* **The problem**:
Find the line with "- (FILTER_GRID_COLUMNS as" in the records below. Copy it and every line after it, up to and including the line with "let catalog = self.session.catalog();".

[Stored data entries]
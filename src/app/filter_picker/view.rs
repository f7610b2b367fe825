// SPDX-License-Identifier: GPL-3.0-only

//! Filter picker UI view
//!
//! Grid-style filter selector using COSMIC context drawer with catalog thumbnails.

use crate::app::state::{AppModel, ContextPage, Message};
use crate::constants::MAX_APPLIED_OVERLAYS;
use crate::fl;
use cosmic::Element;
use cosmic::app::context_drawer;
use cosmic::iced::{Alignment, Background, Border, Color, ContentFit, Length};
use cosmic::widget;

/// Spacing between filter thumbnails in grid
const FILTER_GRID_SPACING: f32 = 6.0;
/// Border width for selected filter
const FILTER_BORDER_WIDTH: f32 = 2.0;
/// Number of columns in the filter grid
const FILTER_GRID_COLUMNS: usize = 3;
/// Context drawer content width
const DRAWER_CONTENT_WIDTH: f32 = 420.0;
/// Calculated thumbnail size: (drawer_width - (columns-1) * spacing) / columns
const FILTER_THUMBNAIL_SIZE: f32 = (DRAWER_CONTENT_WIDTH
    - (FILTER_GRID_COLUMNS as f32 - 1.0) * FILTER_GRID_SPACING)
    / FILTER_GRID_COLUMNS as f32;

impl AppModel {
    /// Build the filter picker as a COSMIC context drawer
    pub fn filters_view(&self) -> context_drawer::ContextDrawer<'_, Message> {
        let spacing = cosmic::theme::spacing();
        let catalog = self.session.catalog();

        let summary = widget::text(fl!(
            "filters-applied",
            count = self.session.applied().len(),
            max = MAX_APPLIED_OVERLAYS
        ))
        .class(cosmic::theme::Text::Accent);

        let folder = widget::text(self.filters_folder.display().to_string()).size(12);

        let content: Element<'_, Message> = if catalog.is_empty() {
            widget::column()
                .push(summary)
                .push(widget::vertical_space().height(spacing.space_s))
                .push(widget::text(fl!("filters-empty")))
                .push(widget::vertical_space().height(spacing.space_xxs))
                .push(folder)
                .into()
        } else {
            let grid_spacing = FILTER_GRID_SPACING as u16;
            let mut grid_column = widget::column().spacing(grid_spacing);
            let mut current_row = widget::row().spacing(grid_spacing);
            let mut items_in_row = 0;

            let inner_size = FILTER_THUMBNAIL_SIZE - FILTER_BORDER_WIDTH * 2.0;
            let can_pick = self.session.can_add_filter();

            for (index, asset) in catalog.iter().enumerate() {
                let is_selected =
                    self.session.pending().is_some() && self.session.current_index() == index;

                let thumbnail: Element<'_, Message> = match self.filter_thumbnails.get(index) {
                    Some(handle) => widget::image::Image::new(handle.clone())
                        .content_fit(ContentFit::Contain)
                        .width(Length::Fixed(inner_size))
                        .height(Length::Fixed(inner_size))
                        .into(),
                    None => widget::Space::new(
                        Length::Fixed(inner_size),
                        Length::Fixed(inner_size),
                    )
                    .into(),
                };

                let bordered_thumbnail = widget::container(thumbnail)
                    .width(Length::Fixed(FILTER_THUMBNAIL_SIZE))
                    .height(Length::Fixed(FILTER_THUMBNAIL_SIZE))
                    .center(FILTER_THUMBNAIL_SIZE)
                    .style(move |_theme| widget::container::Style {
                        // Gray backdrop keeps transparent frames visible
                        background: Some(Background::Color(Color::from_rgba(0.5, 0.5, 0.5, 0.2))),
                        border: Border {
                            radius: [10.0; 4].into(),
                            width: if is_selected {
                                FILTER_BORDER_WIDTH
                            } else {
                                0.0
                            },
                            color: if is_selected {
                                Color::from_rgb(0.3, 0.6, 1.0)
                            } else {
                                Color::TRANSPARENT
                            },
                        },
                        ..Default::default()
                    });

                let thumbnail_button = widget::button::custom(bordered_thumbnail)
                    .on_press_maybe(can_pick.then_some(Message::SelectFilter(index)))
                    .padding(0)
                    .class(cosmic::theme::Button::Image);

                let name_label = widget::text(asset.name.as_str())
                    .width(Length::Fixed(FILTER_THUMBNAIL_SIZE))
                    .align_x(cosmic::iced::alignment::Horizontal::Center);

                let filter_button = widget::column()
                    .push(thumbnail_button)
                    .push(widget::vertical_space().height(Length::Fixed(4.0)))
                    .push(name_label)
                    .align_x(Alignment::Center);

                current_row = current_row.push(filter_button);
                items_in_row += 1;

                if items_in_row >= FILTER_GRID_COLUMNS {
                    grid_column = grid_column.push(current_row);
                    current_row = widget::row().spacing(grid_spacing);
                    items_in_row = 0;
                }
            }

            if items_in_row > 0 {
                grid_column = grid_column.push(current_row);
            }

            widget::column()
                .push(summary)
                .push(widget::vertical_space().height(spacing.space_s))
                .push(grid_column)
                .push(widget::vertical_space().height(spacing.space_s))
                .push(folder)
                .into()
        };

        context_drawer::context_drawer(content, Message::ToggleContextPage(ContextPage::Filters))
            .title(fl!("filters-title"))
    }
}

* **Exercise response**:
    - (FILTER_GRID_COLUMNS as f32 - 1.0) * FILTER_GRID_SPACING)
    / FILTER_GRID_COLUMNS as f32;

impl AppModel {
    /// Build the filter picker as a COSMIC context drawer
    pub fn filters_view(&self) -> context_drawer::ContextDrawer<'_, Message> {
        let spacing = cosmic::theme::spacing();
        let catalog = self.session.catalog();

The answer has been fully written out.